Step two: Set your timer to fifteen minutes and start writing. You can write by hand or type on the computer – whatever method is fastest for you. The most important thing is to keep your hands moving across the keyboard or over the smooth steno pad on your desk. Don’t worry about grammar, punctuation or spelling. Don’t stop to edit your work. If you get stuck looking for a word, just pick one and move on. It may not be the ideal word or phrase, but for the purposes of this writing exercises, that doesn't matter. You aren't meant to be judging your work at this point. Write as quickly as your hands and thoughts can keep up with each other.
It doesn’t matter what you write about. No one is ever going to see this piece of writing except you. You can write about what you did yesterday, what you're worried about today, or what you hope to accomplish in the next year of your writing career. You can write about someone or something that made you angry, frustrated or sad. You can write about the dream you had last night and what you think it all means. You can even write out your shopping list if that’s what’s on your mind. Just go with it. The idea here is that every thought, no matter how random it may seem, could be the start of a wonderful story.
The truth is that the only way that you'll be able to find useful and relevant stories and anecdotes to share with others is if you draw on your own inner resources and life experience first. Your life is a gold mine of rich stories to tell. By doing a timed writing exercise like this you're forcing yourself to bypass your Inner Critic and just let the stories pour forth. When you force yourself to keep writing, you don't give the Inner Critic a chance to sort through and edit your stories: "This is no good. That's a dumb idea. What kind of silly story is that." Self-editing while you're in the middle of a brainstorming doesn't work. You end up tossing out ideas before they have a chance to take off.

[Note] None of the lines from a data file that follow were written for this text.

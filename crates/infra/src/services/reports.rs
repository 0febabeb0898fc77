use billbook_accounting::{CustomerStatement, DashboardSummary};
use billbook_core::PeriodFilter;
use billbook_events::{EventBus, RecordChanged};
use billbook_invoicing::Invoice;
use billbook_parties::CustomerId;

use super::BillBook;
use crate::error::ServiceResult;
use crate::session::Session;
use crate::store::RecordStore;

impl<S, B> BillBook<S, B>
where
    S: RecordStore,
    B: EventBus<RecordChanged>,
{
    /// Ledger statement rebuilt from the customer's invoices.
    pub async fn customer_statement(
        &self,
        session: &Session,
        customer_id: CustomerId,
        period: &PeriodFilter,
    ) -> ServiceResult<CustomerStatement> {
        let tenant_id = session.require_owner()?;
        let customer = self.load_customer(tenant_id, customer_id).await?.to_ref();
        let invoices: Vec<Invoice> = self.books.all(tenant_id).await?;
        Ok(CustomerStatement::from_invoices(
            invoices.iter().filter(|inv| customer.matches(&inv.customer)),
            period,
        )?)
    }

    pub async fn dashboard(&self, session: &Session) -> ServiceResult<DashboardSummary> {
        let invoices: Vec<Invoice> = match session.owner() {
            Some(tenant_id) => self.books.all(tenant_id).await?,
            None => Vec::new(),
        };
        Ok(DashboardSummary::from_invoices(&invoices)?)
    }
}
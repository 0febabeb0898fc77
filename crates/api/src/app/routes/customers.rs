use axum::{
    Json, Router,
    extract::{Extension, Path, Query},
    http::StatusCode,
    routing::{get, post},
};
use chrono::Utc;
use serde_json::json;

use billbook_infra::{ConvertChallans, Session};
use billbook_invoicing::Bill;
use billbook_parties::{Customer, CustomerId, CustomerUpdate, NewCustomer};

use crate::app::dto::{self, ConvertRequest, NameQuery, PeriodQuery, StatementResponse};
use crate::app::errors::{ApiResult, parse_id};
use crate::app::services::AppServices;

pub fn router() -> Router {
    Router::new()
        .route("/", post(create_customer).get(list_customers))
        .route("/lookup", get(lookup_customer))
        .route("/:id", get(get_customer).patch(update_customer).delete(delete_customer))
        .route("/:id/challans", get(customer_challans))
        .route("/:id/unbilled-challans", get(unbilled_challans))
        .route("/:id/bills", get(customer_bills))
        .route("/:id/previous-balance", get(previous_balance))
        .route("/:id/ledger", get(ledger))
        .route("/:id/convert", post(convert))
}

pub async fn create_customer(
    Extension(services): Extension<AppServices>,
    Extension(session): Extension<Session>,
    Json(body): Json<NewCustomer>,
) -> ApiResult<(StatusCode, Json<Customer>)> {
    let customer = services.book().create_customer(&session, body).await?;
    Ok((StatusCode::CREATED, Json(customer)))
}

pub async fn list_customers(
    Extension(services): Extension<AppServices>,
    Extension(session): Extension<Session>,
) -> ApiResult<Json<serde_json::Value>> {
    Ok(dto::items(services.book().list_customers(&session).await?))
}

/// Case-insensitive exact-name lookup.
pub async fn lookup_customer(
    Extension(services): Extension<AppServices>,
    Extension(session): Extension<Session>,
    Query(query): Query<NameQuery>,
) -> ApiResult<Json<Option<Customer>>> {
    Ok(Json(services.book().find_customer(&session, &query.name).await?))
}

pub async fn get_customer(
    Extension(services): Extension<AppServices>,
    Extension(session): Extension<Session>,
    Path(id): Path<String>,
) -> ApiResult<Json<Customer>> {
    let id: CustomerId = parse_id(&id)?;
    Ok(Json(services.book().get_customer(&session, id).await?))
}

pub async fn update_customer(
    Extension(services): Extension<AppServices>,
    Extension(session): Extension<Session>,
    Path(id): Path<String>,
    Json(body): Json<CustomerUpdate>,
) -> ApiResult<Json<Customer>> {
    let id: CustomerId = parse_id(&id)?;
    Ok(Json(services.book().update_customer(&session, id, body).await?))
}

pub async fn delete_customer(
    Extension(services): Extension<AppServices>,
    Extension(session): Extension<Session>,
    Path(id): Path<String>,
) -> ApiResult<StatusCode> {
    let id: CustomerId = parse_id(&id)?;
    services.book().delete_customer(&session, id).await?;
    Ok(StatusCode::NO_CONTENT)
}

pub async fn customer_challans(
    Extension(services): Extension<AppServices>,
    Extension(session): Extension<Session>,
    Path(id): Path<String>,
    Query(period): Query<PeriodQuery>,
) -> ApiResult<Json<serde_json::Value>> {
    let id: CustomerId = parse_id(&id)?;
    let period = period.to_filter()?;
    Ok(dto::items(services.book().customer_challans(&session, id, &period).await?))
}

pub async fn unbilled_challans(
    Extension(services): Extension<AppServices>,
    Extension(session): Extension<Session>,
    Path(id): Path<String>,
) -> ApiResult<Json<serde_json::Value>> {
    let id: CustomerId = parse_id(&id)?;
    Ok(dto::items(services.book().unbilled_challans(&session, id).await?))
}

pub async fn customer_bills(
    Extension(services): Extension<AppServices>,
    Extension(session): Extension<Session>,
    Path(id): Path<String>,
    Query(period): Query<PeriodQuery>,
) -> ApiResult<Json<serde_json::Value>> {
    let id: CustomerId = parse_id(&id)?;
    let period = period.to_filter()?;
    Ok(dto::items(services.book().customer_bills(&session, id, &period).await?))
}

pub async fn previous_balance(
    Extension(services): Extension<AppServices>,
    Extension(session): Extension<Session>,
    Path(id): Path<String>,
) -> ApiResult<Json<serde_json::Value>> {
    let id: CustomerId = parse_id(&id)?;
    let customer = services.book().get_customer(&session, id).await?;
    let balance = services.book().previous_balance(&session, &customer.to_ref()).await?;
    Ok(Json(json!({ "customer_id": id, "previous_balance": balance })))
}

pub async fn ledger(
    Extension(services): Extension<AppServices>,
    Extension(session): Extension<Session>,
    Path(id): Path<String>,
    Query(period): Query<PeriodQuery>,
) -> ApiResult<Json<StatementResponse>> {
    let id: CustomerId = parse_id(&id)?;
    let period = period.to_filter()?;
    let statement = services.book().customer_statement(&session, id, &period).await?;
    Ok(Json(statement.into()))
}

pub async fn convert(
    Extension(services): Extension<AppServices>,
    Extension(session): Extension<Session>,
    Path(id): Path<String>,
    Json(body): Json<ConvertRequest>,
) -> ApiResult<(StatusCode, Json<Bill>)> {
    let customer_id: CustomerId = parse_id(&id)?;
    let request = ConvertChallans {
        customer_id,
        challan_ids: body.challan_ids,
        date: body.date.unwrap_or_else(|| Utc::now().date_naive()),
        gst_rate: body.gst_rate,
    };
    let bill = services.book().convert_challans(&session, request).await?;
    Ok((StatusCode::CREATED, Json(bill)))
}
use chrono::{DateTime, Utc};
use rust_decimal::Decimal;
use serde::{Deserialize, Serialize};

use billbook_core::{DomainError, DomainResult, Entity, record_id};

record_id!(
    /// Catalog item identifier.
    ItemId
);

/// A catalog item: something the business sells, with its HSN code and a
/// default rate used to pre-fill document lines.
#[derive(Debug, Clone, PartialEq, Eq, Serialize, Deserialize)]
pub struct Item {
    pub id: ItemId,
    pub name: String,
    #[serde(default)]
    pub hsn_code: String,
    #[serde(default)]
    pub rate: Decimal,
    pub created_at: DateTime<Utc>,
}

impl Entity for Item {
    type Id = ItemId;

    fn id(&self) -> ItemId {
        self.id
    }
}

#[derive(Debug, Clone, Default, PartialEq, Eq, Serialize, Deserialize)]
pub struct NewItem {
    pub name: String,
    #[serde(default)]
    pub hsn_code: Option<String>,
    #[serde(default)]
    pub rate: Option<Decimal>,
}

impl NewItem {
    pub fn named(name: impl Into<String>) -> Self {
        Self {
            name: name.into(),
            ..Self::default()
        }
    }
}

#[derive(Debug, Clone, Default, PartialEq, Eq, Serialize, Deserialize)]
pub struct ItemUpdate {
    pub name: Option<String>,
    pub hsn_code: Option<String>,
    pub rate: Option<Decimal>,
}

fn check_rate(rate: Decimal) -> DomainResult<Decimal> {
    if rate.is_sign_negative() && !rate.is_zero() {
        return Err(DomainError::validation("item rate cannot be negative"));
    }
    Ok(rate)
}

impl Item {
    pub fn register(id: ItemId, input: NewItem, now: DateTime<Utc>) -> DomainResult<Self> {
        let name = input.name.trim().to_string();
        if name.is_empty() {
            return Err(DomainError::validation("item name is required"));
        }
        let rate = check_rate(input.rate.unwrap_or_default())?;

        Ok(Self {
            id,
            name,
            hsn_code: input.hsn_code.map(|h| h.trim().to_string()).unwrap_or_default(),
            rate,
            created_at: now,
        })
    }

    pub fn apply_update(&mut self, update: ItemUpdate) -> DomainResult<()> {
        if let Some(name) = update.name {
            let name = name.trim().to_string();
            if name.is_empty() {
                return Err(DomainError::validation("item name cannot be blank"));
            }
            self.name = name;
        }
        if let Some(hsn) = update.hsn_code {
            self.hsn_code = hsn.trim().to_string();
        }
        if let Some(rate) = update.rate {
            self.rate = check_rate(rate)?;
        }
        Ok(())
    }
}

/// Case-insensitive exact name lookup. First match wins.
pub fn find_by_name<'a>(items: &'a [Item], name: &str) -> Option<&'a Item> {
    let wanted = name.trim().to_lowercase();
    if wanted.is_empty() {
        return None;
    }
    items.iter().find(|i| i.name.to_lowercase() == wanted)
}

/// HSN code for a line name, or `""` when the catalog has no such item.
pub fn hsn_for(items: &[Item], name: &str) -> String {
    find_by_name(items, name)
        .map(|i| i.hsn_code.clone())
        .unwrap_or_default()
}

#[cfg(test)]
mod tests {
    use super::*;
    use rust_decimal_macros::dec;

    fn item(name: &str, hsn: &str) -> Item {
        Item::register(
            ItemId::generate(),
            NewItem {
                name: name.into(),
                hsn_code: Some(hsn.into()),
                rate: Some(dec!(10)),
            },
            Utc::now(),
        )
        .unwrap()
    }

    #[test]
    fn hsn_lookup_is_case_insensitive_and_best_effort() {
        let items = vec![item("Hex Bolt", "7318"), item("Washer", "7319")];
        assert_eq!(hsn_for(&items, "hex bolt"), "7318");
        assert_eq!(hsn_for(&items, "WASHER"), "7319");
        assert_eq!(hsn_for(&items, "Nut"), "");
    }

    #[test]
    fn lookup_requires_whole_name() {
        let items = vec![item("Hex Bolt", "7318")];
        assert!(find_by_name(&items, "Hex").is_none());
    }

    #[test]
    fn negative_rates_are_rejected() {
        let err = Item::register(
            ItemId::generate(),
            NewItem {
                name: "Bolt".into(),
                hsn_code: None,
                rate: Some(dec!(-1)),
            },
            Utc::now(),
        )
        .unwrap_err();
        assert!(matches!(err, DomainError::Validation(_)));
    }

    #[test]
    fn missing_optional_fields_default() {
        let i = Item::register(ItemId::generate(), NewItem::named("Bolt"), Utc::now()).unwrap();
        assert_eq!(i.hsn_code, "");
        assert_eq!(i.rate, Decimal::ZERO);
    }
}
//! HTTP API: routing, request scoping and response mapping.

pub mod app;
pub mod context;
pub mod middleware;
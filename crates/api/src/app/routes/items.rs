use axum::{
    Json, Router,
    extract::{Extension, Path, Query},
    http::StatusCode,
    routing::{get, post},
};

use billbook_infra::Session;
use billbook_products::{Item, ItemId, ItemUpdate, NewItem};

use crate::app::dto::{self, NameQuery};
use crate::app::errors::{ApiResult, parse_id};
use crate::app::services::AppServices;

pub fn router() -> Router {
    Router::new()
        .route("/", post(create_item).get(list_items))
        .route("/lookup", get(lookup_item))
        .route("/:id", get(get_item).patch(update_item).delete(delete_item))
}

pub async fn create_item(
    Extension(services): Extension<AppServices>,
    Extension(session): Extension<Session>,
    Json(body): Json<NewItem>,
) -> ApiResult<(StatusCode, Json<Item>)> {
    let item = services.book().create_item(&session, body).await?;
    Ok((StatusCode::CREATED, Json(item)))
}

pub async fn list_items(
    Extension(services): Extension<AppServices>,
    Extension(session): Extension<Session>,
) -> ApiResult<Json<serde_json::Value>> {
    Ok(dto::items(services.book().list_items(&session).await?))
}

pub async fn lookup_item(
    Extension(services): Extension<AppServices>,
    Extension(session): Extension<Session>,
    Query(query): Query<NameQuery>,
) -> ApiResult<Json<Option<Item>>> {
    Ok(Json(services.book().find_item(&session, &query.name).await?))
}

pub async fn get_item(
    Extension(services): Extension<AppServices>,
    Extension(session): Extension<Session>,
    Path(id): Path<String>,
) -> ApiResult<Json<Item>> {
    let id: ItemId = parse_id(&id)?;
    Ok(Json(services.book().get_item(&session, id).await?))
}

pub async fn update_item(
    Extension(services): Extension<AppServices>,
    Extension(session): Extension<Session>,
    Path(id): Path<String>,
    Json(body): Json<ItemUpdate>,
) -> ApiResult<Json<Item>> {
    let id: ItemId = parse_id(&id)?;
    Ok(Json(services.book().update_item(&session, id, body).await?))
}

pub async fn delete_item(
    Extension(services): Extension<AppServices>,
    Extension(session): Extension<Session>,
    Path(id): Path<String>,
) -> ApiResult<StatusCode> {
    let id: ItemId = parse_id(&id)?;
    services.book().delete_item(&session, id).await?;
    Ok(StatusCode::NO_CONTENT)
}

Freewriting exercises are push-ups in withholding judgement as you produce so that afterwards you can judge better.— Peter Elbow, Writing with Power
Step three: Stop writing. When your 15 minutes is up, re-read what you've written. Some of it may not be useful for you right now. Some of it may even be garbage. That's OK. On the other hand, you might end up with an anecdote or idea for your next speech. You might jog your memory about an event from your distant past that could become an inspiring addition to the next chapter of your memoir. Timed writing exercises are more about process rather than product. The point it to get your writing voice fired up and ready to express itself freely.Timed writing exercises teach you how to get out of the way.
Freewriting is an opportunity to observe yourself and your writing process without trying to edit, change or correct your course during the creative process. You might be surprised at how quickly your writing improves when you are able to separate the drafting and editing phases while you write.
Referenced: Elbow, Peter. Writing with Power: Techniques for Mastering the Writing Process. New York: Oxford UP, 1981. Print.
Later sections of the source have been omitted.